EMERGENZA SARS COV-2   RIFLESSIONI

EMERGENZA SARS COV-2 RIFLESSIONI

Il termine “emergenza” deriva dal latino e-mergere, ove mergere sta per affondare; quindi emergenza come “proveniente da ciò che è affondato”.

Nell’interazione organismo vivente-mondo si svolgono continui fenomeni di risposta/attenuazione/eliminazione che consentono il gioco adattivo della vita.
Le perturbazioni legate sia ai a patogeni come virus, batteri e funghi, sia ad inquinanti molecolari di ogni sorta, entrano in contatto con i Sistemi difensivi dell’uomo.
L’infiammazione, la fiamma interna, vale o dovrebbe valere come un sacro fuoco, ove la perturbazione si incenerisce.
Questo risultato positivo è tanto più probabile quanto maggiormente efficienti sono i processi che entrano in azione e questi ultimi lo sono, se hanno già avuto esperienza, ossia hanno già conosciuto e sono in grado di ri-conoscere la perturbazione.
Questo virus sembra invece abbia incontrato l’essere umano per la prima volta.
La reattività emergente è quindi nuova, clamorosamente violenta ed in parte causale.
L’uomo è pertanto impreparato; ciò che sta accadendo non dipende solo dalla novità situazionale del suo Sistema Immunitario ma, ciò che è ancora più decisivo, dalle condizioni in cui si trova tale Sistema, dalla sua usura.

Esiste un ambito della cultura medica che predilige l’essere umano piuttosto che la malattia, l’insieme che costituisce l’essere umano, la sua storia, il suo ambiente e che considera la patologia non come un incidente di percorso, ma come un prodotto di tali relazioni e di tale storia, sia individuale sia sociale.
Tale cultura è in grado di elaborare interpretazioni di questa pandemia: ipotesi e proposte che non si limitano a combattere il virus, ma che cercano di fornire una lettura utilizzabile in senso predittivo/preventivo, tutelante la salute.
Ormai da tempo tele modello di Medicina Regolatoria Sistemica non considera la malattia come un evento casuale cui opporsi in maniera esclusivamente sintomatica, per sopprimerla, e si interroga sulle circostanze che la rendono possibile e che rendono possibile la sua cura.
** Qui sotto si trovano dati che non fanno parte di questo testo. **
use crate::{
    core::{PlotArea, Vec2},
    format::format_clock,
    scale::{LinearScale, Scales},
};

pub const TICK_SIZE: f64 = 6.0;
pub const TICK_PADDING: f64 = 3.0;

#[derive(Clone, Copy, Debug, PartialEq, Eq, serde::Serialize)]
pub enum Orient {
    Bottom,
    Left,
}

#[derive(Clone, Debug, PartialEq, serde::Serialize)]
pub struct Tick {
    pub value: f64,
    pub offset: f64, // pixel along the axis
    pub label: String,
}

#[derive(Clone, Debug, PartialEq, serde::Serialize)]
pub struct Caption {
    pub text: String,
    pub at: Vec2,
    pub rotate_deg: f64,
    /// Applied after the rotation, in the rotated frame.
    pub offset: Vec2,
    pub dy: Option<&'static str>,
    pub anchor: &'static str,
}

#[derive(Clone, Debug, PartialEq, serde::Serialize)]
pub struct Axis {
    pub orient: Orient,
    pub translate: Vec2,
    pub extent: (f64, f64), // pixel span of the domain line
    pub ticks: Vec<Tick>,
    pub caption: Caption,
}

impl Axis {
    pub fn class(&self) -> &'static str {
        match self.orient {
            Orient::Bottom => "graph__axis graph__axis--x",
            Orient::Left => "graph__axis graph__axis--y",
        }
    }
}

/// Elapsed-time axis along the bottom edge, labeled `MM:SS`.
pub fn x_axis(scales: &Scales, area: PlotArea, count: usize, margin_bottom: f64) -> Axis {
    let ticks = collect_ticks(&scales.x, scales.x.time_ticks(count), format_clock);
    Axis {
        orient: Orient::Bottom,
        translate: Vec2::new(0.0, area.height),
        extent: scales.x.range,
        ticks,
        caption: Caption {
            text: "Time behind #1".to_string(),
            at: Vec2::new(area.width, -margin_bottom),
            rotate_deg: 0.0,
            offset: Vec2::ZERO,
            dy: Some("0.875em"),
            anchor: "end",
        },
    }
}

/// Place axis along the left edge.
pub fn y_axis(scales: &Scales, count: usize) -> Axis {
    let ticks = collect_ticks(&scales.y, scales.y.ticks(count), format_number);
    Axis {
        orient: Orient::Left,
        translate: Vec2::ZERO,
        extent: scales.y.range,
        ticks,
        caption: Caption {
            text: "Place".to_string(),
            at: Vec2::ZERO,
            rotate_deg: -90.0,
            offset: Vec2::new(0.0, 15.0),
            dy: None,
            anchor: "end",
        },
    }
}

fn collect_ticks(scale: &LinearScale, values: Vec<f64>, fmt: fn(f64) -> String) -> Vec<Tick> {
    values
        .into_iter()
        .map(|value| Tick {
            value,
            offset: scale.map(value),
            label: fmt(value),
        })
        .collect()
}

fn format_number(v: f64) -> String {
    if v.fract() == 0.0 {
        format!("{}", v as i64)
    } else {
        let s = format!("{v:.6}");
        s.trim_end_matches('0').trim_end_matches('.').to_string()
    }
}
use crate::{
    anim::Entrance,
    axis::{Axis, x_axis, y_axis},
    config::{ChartConfig, Palette},
    core::{Canvas, PlotArea},
    error::RaceChartResult,
    load::load_dataset,
    marks::{Mark, layout_marks},
    model::Dataset,
    scale::Scales,
    tooltip::HoverRegistry,
};

/// Everything needed to draw the chart, computed once from a dataset.
#[derive(Clone, Debug)]
pub struct Chart {
    pub canvas: Canvas,
    pub area: PlotArea,
    pub scales: Scales,
    pub x_axis: Axis,
    pub y_axis: Axis,
    pub marks: Vec<Mark>,
    pub hover: HoverRegistry,
    pub entrance: Entrance,
    pub palette: Palette,
}

impl Chart {
    #[tracing::instrument(skip_all, fields(records = dataset.len()))]
    pub fn build(dataset: &Dataset, config: &ChartConfig) -> RaceChartResult<Self> {
        config.validate()?;
        let canvas = config.canvas()?;
        let area = config.plot_area()?;
        let scales = Scales::build(dataset, area, config.scale_params());

        let x_axis = x_axis(&scales, area, config.x_ticks, config.margins.bottom);
        let y_axis = y_axis(&scales, config.y_ticks);

        let mut hover = HoverRegistry::default();
        let marks = layout_marks(dataset, &scales, area, config.marker_radius, &mut hover);
        tracing::debug!(
            marks = marks.len(),
            x_ticks = x_axis.ticks.len(),
            y_ticks = y_axis.ticks.len(),
            "chart laid out"
        );

        Ok(Self {
            canvas,
            area,
            scales,
            x_axis,
            y_axis,
            marks,
            hover,
            entrance: config.entrance,
            palette: config.palette.clone(),
        })
    }

    /// Loads the dataset and lays out the chart. A load failure returns before
    /// anything is laid out.
    pub fn load(source: &str, config: &ChartConfig) -> RaceChartResult<Self> {
        let dataset = load_dataset(source)?;
        Self::build(&dataset, config)
    }

    /// Time after which every marker sits at its final position.
    pub fn settled_ms(&self) -> f64 {
        self.entrance.total_ms(self.marks.len())
    }
}
use std::path::Path;

use anyhow::Context as _;

use crate::error::{RaceChartError, RaceChartResult};

#[derive(Clone, Debug)]
pub struct FrameRGBA {
    pub width: u32,
    pub height: u32,
    pub data: Vec<u8>,
    pub premultiplied: bool,
}

impl FrameRGBA {
    /// Straight-alpha copy, which is what PNG expects.
    pub fn into_straight(mut self) -> Self {
        if self.premultiplied {
            unpremultiply_rgba8_in_place(&mut self.data);
            self.premultiplied = false;
        }
        self
    }

    pub fn pixel(&self, x: u32, y: u32) -> Option<[u8; 4]> {
        if x >= self.width || y >= self.height {
            return None;
        }
        let i = ((y * self.width + x) * 4) as usize;
        self.data.get(i..i + 4).map(|px| [px[0], px[1], px[2], px[3]])
    }
}

/// Parses the SVG with system fonts loaded and rasterizes it at its own size.
pub fn rasterize_svg(svg: &str) -> RaceChartResult<FrameRGBA> {
    let mut opts = usvg::Options::default();
    opts.font_family = "sans-serif".to_string();
    opts.fontdb_mut().load_system_fonts();

    let tree = usvg::Tree::from_str(svg, &opts)
        .map_err(|e| RaceChartError::render(format!("parse svg: {e}")))?;
    let size = tree.size().to_int_size();
    let mut pixmap = resvg::tiny_skia::Pixmap::new(size.width(), size.height())
        .ok_or_else(|| RaceChartError::render("failed to allocate chart pixmap"))?;

    resvg::render(&tree, resvg::tiny_skia::Transform::default(), &mut pixmap.as_mut());
    tracing::debug!(
        width = size.width(),
        height = size.height(),
        fonts = tree.fontdb().len(),
        "svg rasterized"
    );

    Ok(FrameRGBA {
        width: size.width(),
        height: size.height(),
        data: pixmap.take(),
        premultiplied: true,
    })
}

pub fn write_png(frame: FrameRGBA, path: &Path) -> RaceChartResult<()> {
    let frame = frame.into_straight();
    image::save_buffer_with_format(
        path,
        &frame.data,
        frame.width,
        frame.height,
        image::ColorType::Rgba8,
        image::ImageFormat::Png,
    )
    .with_context(|| format!("write png '{}'", path.display()))?;
    Ok(())
}

fn unpremultiply_rgba8_in_place(rgba: &mut [u8]) {
    for px in rgba.chunks_exact_mut(4) {
        let a = px[3] as u16;
        if a == 0 || a == 255 {
            continue;
        }
        for c in &mut px[..3] {
            *c = ((*c as u16 * 255 + a / 2) / a).min(255) as u8;
        }
    }
}
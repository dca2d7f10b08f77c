//! Training batches assembled by priority-weighted sampling.
use ndarray::Array2;

/// One training batch sampled from the replay buffer.
///
/// `indices` records the buffer positions the batch was drawn from. After a
/// training step has produced fresh TD errors for exactly these transitions,
/// feed them back through
/// [`super::PrioritizedReplayBuffer::update_priorities`] with the same
/// indices so the corresponding priorities are updated.
#[derive(Clone, Debug)]
pub struct TrainingBatch {
    /// Sampled states, one row per draw (`batch_len x state_dim`).
    pub inputs: Array2<f32>,

    /// Adjusted action-value targets, one row per draw
    /// (`batch_len x num_actions`).
    pub targets: Array2<f32>,

    /// Buffer positions of the draws. Sampling is with replacement, so the
    /// same position may appear more than once.
    pub indices: Vec<usize>,

    /// Importance-sampling weights after batch-max normalization. The
    /// largest weight in the batch is exactly 1.
    pub weights: Vec<f32>,
}

impl TrainingBatch {
    /// Number of draws in this batch.
    pub fn len(&self) -> usize {
        self.indices.len()
    }

    /// Returns true if the batch contains no draws.
    pub fn is_empty(&self) -> bool {
        self.indices.is_empty()
    }
}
L’aspetto più importante di tale approccio è la ricerca delle complesse componenti delle relazione uomo-ambiente che risultano fondamentali per promuovere e mantenere la salute, cioè un approccio saluto-genetico e non circoscritto alla pato-genesi.
Considerando la malattia sia acuta che cronica come uno sbilanciamento reattivo a perturbazioni minacciose, pur tendente ad un nuovo equilibrio, ma dagli esiti imprevedibili, poniamoci qualche domanda circa la situazione in cui SARS COV 2 ha incontrato l’essere umano, con effetti drammatici.

Che cosa di  “affondato” è emerso?
Lo scatenamento di uno stato infiammatorio severo, spesso coinvolgente non solo l’Apparato respiratorio nel suo tratto profondo, ma anche gli apparati cardio-circolatorio, gastrointestinale, il sistema nervoso, la pelle, evoca un’ “accensione” sistemica che rimanda alla riattivazione di una o più braci silenti.

Questo è l’aspetto simbolico che corrisponde all’espressione “tempesta citochinica incontrollata” della biopatologia molecolare.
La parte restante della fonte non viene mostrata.